Mi madre conservaba de su padre una pitillera de plata, varias pipas, un pañuelo filipino y una gorra de visera que llevó el abuelo hasta su muerte. En la gorra y en la asquerosa pipa todavía apestando a tabaco debía estar el secreto de aquel marino inglés. Mi madre amaba mucho a ese hombre extraño que la miraba con ojos tiernos y le decía palabras llenas de sentido amor que nunca entendió. La acariciaba con sus manos burdas y la llevaba al fotógrafo de la Plaza Mina para que le hiciera retratos.
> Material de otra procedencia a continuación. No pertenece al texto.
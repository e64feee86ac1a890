//! Dynamic ordering contract
//!
//! Requests name the property to order by as a string. Each response shape
//! declares a closed enum of orderable fields; names outside that allow-list
//! are ignored and the query keeps its default order.

use std::cmp::Ordering;

use serde::{Deserialize, Serialize};

/// Sort direction
#[derive(Debug, Clone, Copy, PartialEq, Eq, Default)]
pub enum Direction {
    #[default]
    Ascending,
    Descending,
}

impl Direction {
    pub fn from_descending(descending: bool) -> Self {
        if descending {
            Direction::Descending
        } else {
            Direction::Ascending
        }
    }

    pub fn apply(self, ordering: Ordering) -> Ordering {
        match self {
            Direction::Ascending => ordering,
            Direction::Descending => ordering.reverse(),
        }
    }
}

/// Requested ordering: `{ propertyName, descending }`
#[derive(Debug, Clone, Default, PartialEq, Eq, Serialize, Deserialize)]
#[serde(rename_all = "camelCase")]
pub struct OrderSpec {
    pub property_name: String,
    pub descending: bool,
}

impl OrderSpec {
    pub fn new(property_name: impl Into<String>, descending: bool) -> Self {
        Self {
            property_name: property_name.into(),
            descending,
        }
    }

    pub fn direction(&self) -> Direction {
        Direction::from_descending(self.descending)
    }
}

/// Implemented by requests that carry dynamic ordering parameters
pub trait OrderRequest {
    fn order_spec(&self) -> OrderSpec;
}

/// Closed allow-list of orderable fields for a response shape `T`
pub trait OrderableField<T>: Sized + Copy + Send + Sync + 'static {
    /// Resolve a requested property name; unknown names yield `None`
    fn from_name(name: &str) -> Option<Self>;

    /// Ascending comparison of two rows by this field
    fn compare(self, a: &T, b: &T) -> Ordering;
}
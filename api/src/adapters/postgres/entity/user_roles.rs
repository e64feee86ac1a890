use sea_orm::entity::prelude::*;

#[derive(Clone, Debug, PartialEq, DeriveEntityModel)]
#[sea_orm(table_name = "user_roles")]
pub struct Model {
    #[sea_orm(primary_key)]
    pub id: i32,
    #[sea_orm(unique)]
    pub guid: Uuid,
    pub user_id: i32,
    pub role_id: i32,
}

#[derive(Copy, Clone, Debug, EnumIter, DeriveRelation)]
pub enum Relation {
    #[sea_orm(
        belongs_to = "super::users::Entity",
        from = "Column::UserId",
        to = "super::users::Column::Id",
        on_delete = "Cascade"
    )]
    User,
    #[sea_orm(
        belongs_to = "super::roles::Entity",
        from = "Column::RoleId",
        to = "super::roles::Column::Id",
        on_delete = "Cascade"
    )]
    Role,
}

impl Related<super::users::Entity> for Entity {
    fn to() -> RelationDef {
        Relation::User.def()
    }
}

impl Related<super::roles::Entity> for Entity {
    fn to() -> RelationDef {
        Relation::Role.def()
    }
}

impl ActiveModelBehavior for ActiveModel {}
Por eso derramaba mi madre tantas lágrimas sobre aquella tumba.
- Me quería más que a nadie,- me decía entre hipos.
-¿Y cómo fue su muerte?
- Al capitán Cooper se lo llevó el huracán y a los cuatro días lo escupió la mar. Su barco se fue a pique cerca de Tánger. Allí se acabó la vida de la “Bristol”. Fue el Escocés quien lo sacó del agua y lo trajo a casa para morir.
Mi madre no paraba de llorar recordando ese momento.
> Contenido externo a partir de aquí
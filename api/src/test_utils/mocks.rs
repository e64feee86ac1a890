//! Mock implementations of port traits
//!
//! These are in-memory implementations that can be configured for testing.
//! They store data in memory and allow tests to verify behavior.

use async_trait::async_trait;
use std::collections::BTreeMap;
use std::sync::atomic::{AtomicBool, AtomicI32, AtomicUsize, Ordering};
use std::sync::{Arc, RwLock};
use tokio_util::sync::CancellationToken;
use uuid::Uuid;

use crate::domain::entities::{City, Country, Group, Record, Role, User, UserRole};
use crate::domain::ports::{
    ChangeSet, CityRef, CountryRef, LocationsClient, RecordStore, Repository,
    StagedChange, TrackingMode,
};
use crate::error::{DomainError, LocationsError};
use crate::query::{ensure_active, Query, RecordSource};

// ============================================================================
// In-Memory Record Store
// ============================================================================

/// Committed rows of one record type, shared by every unit of work
pub struct MemoryTable<E> {
    rows: Arc<RwLock<BTreeMap<i32, E>>>,
    next_id: Arc<AtomicI32>,
    loads: Arc<AtomicUsize>,
    failing: Arc<AtomicBool>,
}

impl<E> Clone for MemoryTable<E> {
    fn clone(&self) -> Self {
        Self {
            rows: self.rows.clone(),
            next_id: self.next_id.clone(),
            loads: self.loads.clone(),
            failing: self.failing.clone(),
        }
    }
}

impl<E> Default for MemoryTable<E> {
    fn default() -> Self {
        Self {
            rows: Arc::new(RwLock::new(BTreeMap::new())),
            next_id: Arc::new(AtomicI32::new(1)),
            loads: Arc::new(AtomicUsize::new(0)),
            failing: Arc::new(AtomicBool::new(false)),
        }
    }
}

impl<E: Record> MemoryTable<E> {
    /// Insert a committed row directly, keeping the id sequence ahead of it
    pub fn seed(&self, record: E) {
        self.next_id.fetch_max(record.id() + 1, Ordering::SeqCst);
        self.rows.write().unwrap().insert(record.id(), record);
    }

    /// Committed rows in id order
    pub fn rows(&self) -> Vec<E> {
        self.rows.read().unwrap().values().cloned().collect()
    }

    /// Number of times a query has loaded this table
    pub fn load_count(&self) -> usize {
        self.loads.load(Ordering::SeqCst)
    }

    /// Make every subsequent load and persist fail with a database fault
    pub fn fail(&self) {
        self.failing.store(true, Ordering::SeqCst);
    }

    fn check_available(&self) -> Result<(), DomainError> {
        if self.failing.load(Ordering::SeqCst) {
            Err(DomainError::Database(format!(
                "{} table unavailable",
                E::ENTITY
            )))
        } else {
            Ok(())
        }
    }

    /// Apply staged changes to a copy of the rows, then swap it in
    fn commit(
        &self,
        changes: &[StagedChange<E>],
        cancel: &CancellationToken,
    ) -> Result<(), DomainError> {
        self.check_available()?;
        let mut rows = self.rows.read().unwrap().clone();

        for change in changes {
            ensure_active(cancel)?;
            match change {
                StagedChange::Insert(record) => {
                    rows.insert(record.id(), record.clone());
                }
                StagedChange::Update(record) | StagedChange::Delete(record)
                    if !rows.contains_key(&record.id()) =>
                {
                    return Err(DomainError::NotFound(format!(
                        "{} {}",
                        E::ENTITY,
                        record.id()
                    )));
                }
                StagedChange::Update(record) => {
                    rows.insert(record.id(), record.clone());
                }
                StagedChange::Delete(record) => {
                    rows.remove(&record.id());
                }
            }
        }

        ensure_active(cancel)?;
        *self.rows.write().unwrap() = rows;
        Ok(())
    }
}

struct CommittedRows<E>(MemoryTable<E>);

#[async_trait]
impl<E: Record> RecordSource<E> for CommittedRows<E> {
    async fn load(&self, _cancel: &CancellationToken) -> Result<Vec<E>, DomainError> {
        self.0.loads.fetch_add(1, Ordering::SeqCst);
        self.0.check_available()?;
        Ok(self.0.rows())
    }
}

/// One unit of work over a `MemoryTable`
pub struct MemoryRepository<E> {
    table: MemoryTable<E>,
    changes: ChangeSet<E>,
}

impl<E: Record> MemoryRepository<E> {
    pub fn new(table: MemoryTable<E>) -> Self {
        Self {
            table,
            changes: ChangeSet::new(),
        }
    }
}

#[async_trait]
impl<E: Record> Repository<E> for MemoryRepository<E> {
    fn query(&self, mode: TrackingMode) -> Query<E> {
        let committed = CommittedRows(self.table.clone());
        match mode {
            TrackingMode::NoTracking => Query::from_source(committed),
            TrackingMode::Tracking => self.changes.tracked(committed),
        }
    }

    async fn create(&self, mut record: E) -> Result<E, DomainError> {
        let id = self.table.next_id.fetch_add(1, Ordering::SeqCst);
        record.assign_identity(id, Uuid::new_v4());
        self.changes
            .stage(StagedChange::Insert(record.clone()))
            .await;
        Ok(record)
    }

    async fn update(&self, record: E) -> Result<(), DomainError> {
        self.changes.stage(StagedChange::Update(record)).await;
        Ok(())
    }

    async fn delete(&self, record: E) -> Result<(), DomainError> {
        self.changes.stage(StagedChange::Delete(record)).await;
        Ok(())
    }

    async fn restart_ids(&self, cancel: &CancellationToken) -> Result<(), DomainError> {
        ensure_active(cancel)?;
        self.table.check_available()?;
        let highest = self.table.rows.read().unwrap().keys().max().copied();
        self.table
            .next_id
            .store(highest.unwrap_or(0) + 1, Ordering::SeqCst);
        Ok(())
    }

    async fn persist(&self, cancel: &CancellationToken) -> Result<usize, DomainError> {
        ensure_active(cancel)?;
        let changes = self.changes.take().await;
        let applied = changes.len();

        match self.table.commit(&changes, cancel) {
            Ok(()) => Ok(applied),
            Err(e) => {
                self.changes.restore(changes).await;
                Err(e)
            }
        }
    }
}

/// In-memory `RecordStore`
#[derive(Clone, Default)]
pub struct MemoryStore {
    pub countries: MemoryTable<Country>,
    pub cities: MemoryTable<City>,
    pub users: MemoryTable<User>,
    pub groups: MemoryTable<Group>,
    pub roles: MemoryTable<Role>,
    pub user_roles: MemoryTable<UserRole>,
}

impl MemoryStore {
    pub fn new() -> Self {
        Self::default()
    }

    /// Pre-populate with a committed country
    pub fn with_country(self, country: Country) -> Self {
        self.countries.seed(country);
        self
    }

    /// Pre-populate with a committed city
    pub fn with_city(self, city: City) -> Self {
        self.cities.seed(city);
        self
    }

    /// Pre-populate with a committed user
    pub fn with_user(self, user: User) -> Self {
        self.users.seed(user);
        self
    }

    pub fn with_group(self, group: Group) -> Self {
        self.groups.seed(group);
        self
    }

    pub fn with_role(self, role: Role) -> Self {
        self.roles.seed(role);
        self
    }

    pub fn with_user_role(self, user_role: UserRole) -> Self {
        self.user_roles.seed(user_role);
        self
    }
}

impl RecordStore for MemoryStore {
    type Countries = MemoryRepository<Country>;
    type Cities = MemoryRepository<City>;
    type Users = MemoryRepository<User>;
    type Groups = MemoryRepository<Group>;
    type Roles = MemoryRepository<Role>;
    type UserRoles = MemoryRepository<UserRole>;

    fn countries(&self) -> Self::Countries {
        MemoryRepository::new(self.countries.clone())
    }

    fn cities(&self) -> Self::Cities {
        MemoryRepository::new(self.cities.clone())
    }

    fn users(&self) -> Self::Users {
        MemoryRepository::new(self.users.clone())
    }

    fn groups(&self) -> Self::Groups {
        MemoryRepository::new(self.groups.clone())
    }

    fn roles(&self) -> Self::Roles {
        MemoryRepository::new(self.roles.clone())
    }

    fn user_roles(&self) -> Self::UserRoles {
        MemoryRepository::new(self.user_roles.clone())
    }
}

// ============================================================================
// Mock Locations API Client
// ============================================================================

/// A call received by `MockLocationsClient`
#[derive(Debug, Clone, PartialEq)]
pub struct LocationsCall {
    pub url: String,
    pub credential: Option<String>,
}

#[derive(Default)]
pub struct MockLocationsClient {
    countries: Arc<RwLock<Vec<CountryRef>>>,
    cities: Arc<RwLock<Vec<CityRef>>>,
    calls: Arc<RwLock<Vec<LocationsCall>>>,
    failing: Arc<AtomicBool>,
}

impl MockLocationsClient {
    pub fn new() -> Self {
        Self::default()
    }

    pub fn with_country(self, id: i32, name: &str) -> Self {
        self.countries.write().unwrap().push(CountryRef {
            id,
            country_name: Some(name.to_string()),
        });
        self
    }

    pub fn with_city(self, id: i32, name: &str) -> Self {
        self.cities.write().unwrap().push(CityRef {
            id,
            city_name: Some(name.to_string()),
        });
        self
    }

    /// Answer every call with a 500
    pub fn failing(self) -> Self {
        self.failing.store(true, Ordering::SeqCst);
        self
    }

    /// Calls received so far, in order
    pub fn calls(&self) -> Vec<LocationsCall> {
        self.calls.read().unwrap().clone()
    }

    fn record(&self, url: &str, credential: Option<&str>) -> Result<(), LocationsError> {
        self.calls.write().unwrap().push(LocationsCall {
            url: url.to_string(),
            credential: credential.map(str::to_string),
        });
        if self.failing.load(Ordering::SeqCst) {
            return Err(LocationsError::Api {
                status: 500,
                message: "mock failure".to_string(),
            });
        }
        Ok(())
    }
}

#[async_trait]
impl LocationsClient for MockLocationsClient {
    async fn countries(
        &self,
        url: &str,
        credential: Option<&str>,
    ) -> Result<Vec<CountryRef>, LocationsError> {
        self.record(url, credential)?;
        Ok(self.countries.read().unwrap().clone())
    }

    async fn cities(
        &self,
        url: &str,
        credential: Option<&str>,
    ) -> Result<Vec<CityRef>, LocationsError> {
        self.record(url, credential)?;
        Ok(self.cities.read().unwrap().clone())
    }
}

#[cfg(test)]
mod tests {
    use super::*;
    use crate::domain::ports::Lookup;
    use crate::test_utils::{seeded_store, test_city, test_country};

    #[tokio::test]
    async fn staged_changes_are_invisible_until_persist() {
        let store = MemoryStore::new().with_country(test_country(1, "Türkiye"));
        let repo = store.countries();
        let cancel = CancellationToken::new();

        let created = repo.create(Country::new("Germany")).await.unwrap();
        assert_eq!(created.id, 2);
        assert!(!created.guid.is_nil());

        let other = store.countries();
        assert_eq!(
            other.query(TrackingMode::NoTracking).count(&cancel).await.unwrap(),
            1
        );
        assert_eq!(
            repo.query(TrackingMode::Tracking).count(&cancel).await.unwrap(),
            2
        );

        assert_eq!(repo.persist(&cancel).await.unwrap(), 1);
        assert_eq!(store.countries.rows().len(), 2);
    }

    #[tokio::test]
    async fn cancelled_persist_leaves_store_unchanged() {
        let store = MemoryStore::new().with_country(test_country(1, "Türkiye"));
        let repo = store.countries();
        repo.create(Country::new("Germany")).await.unwrap();

        let cancel = CancellationToken::new();
        cancel.cancel();

        assert!(matches!(
            repo.persist(&cancel).await,
            Err(DomainError::Cancelled)
        ));
        assert_eq!(store.countries.rows().len(), 1);
    }

    #[tokio::test]
    async fn failed_persist_applies_nothing() {
        let store = MemoryStore::new().with_country(test_country(1, "Türkiye"));
        let repo = store.countries();
        repo.create(Country::new("Germany")).await.unwrap();
        repo.delete(test_country(99, "Missing")).await.unwrap();

        let cancel = CancellationToken::new();
        assert!(matches!(
            repo.persist(&cancel).await,
            Err(DomainError::NotFound(_))
        ));
        assert_eq!(store.countries.rows(), vec![test_country(1, "Türkiye")]);
    }

    #[tokio::test]
    async fn tracked_lookup_sees_staged_parent_change() {
        let store = seeded_store();
        let cities = store.cities();
        let cancel = CancellationToken::new();
        cities.update(test_city(2, "Berlin", 1)).await.unwrap();

        let tracked = cities
            .lookup(Lookup::Parent(1), TrackingMode::Tracking, &cancel)
            .await
            .unwrap();
        let committed = cities
            .lookup(Lookup::Parent(1), TrackingMode::NoTracking, &cancel)
            .await
            .unwrap();

        assert_eq!(tracked.len(), 3);
        assert_eq!(committed.len(), 2);
    }

    #[tokio::test]
    async fn restart_ids_follows_highest_committed_row() {
        let store = seeded_store();
        let cancel = CancellationToken::new();
        let cities = store.cities();
        cities.delete(test_city(3, "İzmir", 1)).await.unwrap();
        cities.persist(&cancel).await.unwrap();

        cities.restart_ids(&cancel).await.unwrap();

        let created = cities.create(City::new("Adana", 1)).await.unwrap();
        assert_eq!(created.id, 3);
    }

    #[tokio::test]
    async fn failing_table_faults_queries() {
        let store = MemoryStore::new();
        store.cities.fail();
        let cancel = CancellationToken::new();

        assert!(matches!(
            store.cities().query(TrackingMode::NoTracking).count(&cancel).await,
            Err(DomainError::Database(_))
        ));
    }
}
- Nadie pudo arrancar de sus manos el retrato de su mujer y de su hija que la mar no pudo arrebatarle,- gimió mi madre tapándose la boca con el pañuelo filipino.
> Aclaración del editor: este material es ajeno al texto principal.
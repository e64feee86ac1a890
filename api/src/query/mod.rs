//! Query composition
//!
//! A `Query<T>` accumulates stages (source, predicates, order keys, page
//! window) without touching the store. Only the terminal operations
//! `count`, `materialize` and `fetch_page` load records, and all of them read
//! through the same filtered, unpaged stage.
//!
//! - `builder`: the `Query` builder and the `RecordSource` port it reads from
//! - `filter`: optional text filter semantics
//! - `ordering`: dynamic ordering contract and allow-listed fields
//! - `paging`: page request contract and page windows
//! - `join`: inner, left and group join sources

pub mod builder;
pub mod filter;
pub mod join;
pub mod ordering;
pub mod paging;

pub use builder::{ensure_active, Query, RecordSource};
pub use ordering::{Direction, OrderRequest, OrderSpec, OrderableField};
pub use paging::{Page, PageRequest, PageSpec};
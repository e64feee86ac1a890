//! Paging contract

use serde::{Deserialize, Serialize};

/// Page parameters: `{ pageNumber (1-based), countPerPage, totalCount }`
///
/// `total_count` is output-only; it is filled by `Query::fetch_page` with the
/// size of the filtered set before the page window is applied.
#[derive(Debug, Clone, Copy, Default, PartialEq, Eq, Serialize, Deserialize)]
#[serde(rename_all = "camelCase")]
pub struct PageSpec {
    pub page_number: i32,
    pub count_per_page: i32,
    #[serde(skip_deserializing)]
    pub total_count: usize,
}

impl PageSpec {
    pub fn new(page_number: i32, count_per_page: i32) -> Self {
        Self {
            page_number,
            count_per_page,
            total_count: 0,
        }
    }

    /// Paging applies only when both page number and page size are positive
    pub fn is_paged(&self) -> bool {
        self.page_number > 0 && self.count_per_page > 0
    }

    pub(crate) fn window(&self) -> Option<PageWindow> {
        if !self.is_paged() {
            return None;
        }
        let take = self.count_per_page as usize;
        let skip = (self.page_number as usize - 1).saturating_mul(take);
        Some(PageWindow { skip, take })
    }

    pub fn with_total_count(self, total_count: usize) -> Self {
        Self {
            total_count,
            ..self
        }
    }
}

/// Implemented by requests that carry paging parameters
pub trait PageRequest {
    fn page_spec(&self) -> PageSpec;
}

/// Skip/take window derived from a `PageSpec`
#[derive(Debug, Clone, Copy, PartialEq, Eq)]
pub(crate) struct PageWindow {
    pub skip: usize,
    pub take: usize,
}

impl PageWindow {
    pub fn apply<T>(self, records: Vec<T>) -> Vec<T> {
        records.into_iter().skip(self.skip).take(self.take).collect()
    }
}

/// One materialized page plus the paging state it was computed from
#[derive(Debug, Clone, PartialEq)]
pub struct Page<T> {
    pub items: Vec<T>,
    pub paging: PageSpec,
}

impl<T> Page<T> {
    pub fn total_count(&self) -> usize {
        self.paging.total_count
    }

    pub fn is_empty(&self) -> bool {
        self.items.is_empty()
    }
}
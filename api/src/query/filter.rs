//! Optional text filter semantics
//!
//! A filter applies only when its input has at least one non-whitespace
//! character. Matching is a case-sensitive substring test against the trimmed
//! input; nothing is case-folded.

/// The trimmed needle for a filter input, or `None` when no predicate applies
pub fn text_filter(value: Option<&str>) -> Option<String> {
    value
        .map(str::trim)
        .filter(|v| !v.is_empty())
        .map(str::to_string)
}
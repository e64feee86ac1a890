//! Countries/Cities API client implementation

use async_trait::async_trait;
use reqwest::{header::AUTHORIZATION, Client, RequestBuilder};
use serde::Deserialize;

use crate::domain::ports::{CityRef, CountryRef, LocationsClient};
use crate::error::LocationsError;

/// reqwest-backed `LocationsClient`
///
/// Both endpoints are plain `GET`s returning a JSON array. The caller's
/// credential, when present, is sent as the raw `Authorization` value.
#[derive(Clone, Default)]
pub struct HttpLocationsClient {
    http: Client,
}

impl HttpLocationsClient {
    pub fn new() -> Self {
        Self {
            http: Client::new(),
        }
    }

    fn get(&self, url: &str, credential: Option<&str>) -> RequestBuilder {
        let request = self.http.get(url);
        match credential {
            Some(token) => request.header(AUTHORIZATION, token),
            None => request,
        }
    }

    async fn fetch<T: for<'de> Deserialize<'de>>(
        &self,
        url: &str,
        credential: Option<&str>,
    ) -> Result<Vec<T>, LocationsError> {
        let response = self.get(url, credential).send().await?;
        let status = response.status();

        if status.is_success() {
            response
                .json()
                .await
                .map_err(|e| LocationsError::Deserialization(e.to_string()))
        } else {
            let message = response.text().await.unwrap_or_default();
            tracing::warn!(url, status = status.as_u16(), "Locations API request failed");
            Err(LocationsError::Api {
                status: status.as_u16(),
                message,
            })
        }
    }
}

#[async_trait]
impl LocationsClient for HttpLocationsClient {
    async fn countries(
        &self,
        url: &str,
        credential: Option<&str>,
    ) -> Result<Vec<CountryRef>, LocationsError> {
        self.fetch(url, credential).await
    }

    async fn cities(
        &self,
        url: &str,
        credential: Option<&str>,
    ) -> Result<Vec<CityRef>, LocationsError> {
        self.fetch(url, credential).await
    }
}
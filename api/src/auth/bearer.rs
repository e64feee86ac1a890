//! Bearer credential extraction
//!
//! The service does not validate tokens itself. It only lifts the caller's
//! credential off the request so outbound Locations API calls run under the
//! same authorization.

use std::convert::Infallible;

use axum::{
    async_trait,
    extract::FromRequestParts,
    http::{header::AUTHORIZATION, request::Parts, HeaderMap},
};

const SCHEME: &str = "Bearer";

/// The inbound token with its `Bearer` scheme stripped, if one was sent
#[derive(Debug, Clone, Default, PartialEq)]
pub struct BearerCredential(pub Option<String>);

/// Extract the token from the Authorization header
///
/// A value without the scheme prefix is forwarded unchanged. Blank tokens
/// count as absent.
pub fn extract_credential(headers: &HeaderMap) -> Option<String> {
    let value = headers.get(AUTHORIZATION)?.to_str().ok()?.trim();
    let token = value.strip_prefix(SCHEME).unwrap_or(value).trim_start();

    if token.is_empty() {
        None
    } else {
        Some(token.to_string())
    }
}

#[async_trait]
impl<S: Send + Sync> FromRequestParts<S> for BearerCredential {
    type Rejection = Infallible;

    async fn from_request_parts(parts: &mut Parts, _state: &S) -> Result<Self, Self::Rejection> {
        Ok(BearerCredential(extract_credential(&parts.headers)))
    }
}

#[cfg(test)]
mod tests {
    use super::*;
    use axum::http::HeaderValue;

    fn headers(value: &str) -> HeaderMap {
        let mut headers = HeaderMap::new();
        headers.insert(AUTHORIZATION, HeaderValue::from_str(value).unwrap());
        headers
    }

    #[test]
    fn strips_bearer_scheme() {
        assert_eq!(
            extract_credential(&headers("Bearer eyJhbGciOi.abc")),
            Some("eyJhbGciOi.abc".to_string())
        );
    }

    #[test]
    fn raw_token_passes_through() {
        assert_eq!(
            extract_credential(&headers("eyJhbGciOi.abc")),
            Some("eyJhbGciOi.abc".to_string())
        );
    }

    #[test]
    fn missing_or_blank_header_is_none() {
        assert_eq!(extract_credential(&HeaderMap::new()), None);
        assert_eq!(extract_credential(&headers("Bearer   ")), None);
    }
}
Esta historia me hizo mirar con simpatía al escocés de la mirada aviesa, fiel como un perro.
Otro día le pregunté a mi madre cómo fue que el capitán Cooper se enamorara de Carolina Powel.
- Ferdinand era entonces capitán de un bergantín que hacía la ruta de Liverpool Cádiz de cuya Compañía era consignatario don Sebastián Powel, hermano de mi abuelo. Cuando venía a Cádiz nos visitaba y hablaban siempre de viajes. Mi abuelo frecuentaba Londres por asunto de vinos y de política. Uno de esos días en que Cooper visitó la casa de El Puerto, conoció a la abuela Carolina, que era una mujer muy bella. Cuando murió Cooper, a poco murió de pena mi madre.
-¿Y dónde está enterrada?
- Está enterrada en San José. Su padre no consintió que su hija fuera enterrada en un cementerio de herejes.
Me extrañó que nunca fuéramos a visitar su tumba. Como excusa me dijo que no recordaba a su madre, que sólo la conocía por los retratos, que a ella la crió en verdad una nodriza de Chiclana que se llamaba Asunción, a la que llamaba mamá Asunción.
- Y a mi padre, ¿cómo le conociste?
- Al capitán Alexander B. Le conocí por casualidad. Era un hombre serio, muy delgado, que hablaba siempre de barcos. Nos enamoramos y nos casamos y tuvimos dos hijos. Un día se marchó y nunca más supe de él. Dijo que se marchaba a una guerra de ingleses. No sé si vive o está muerto.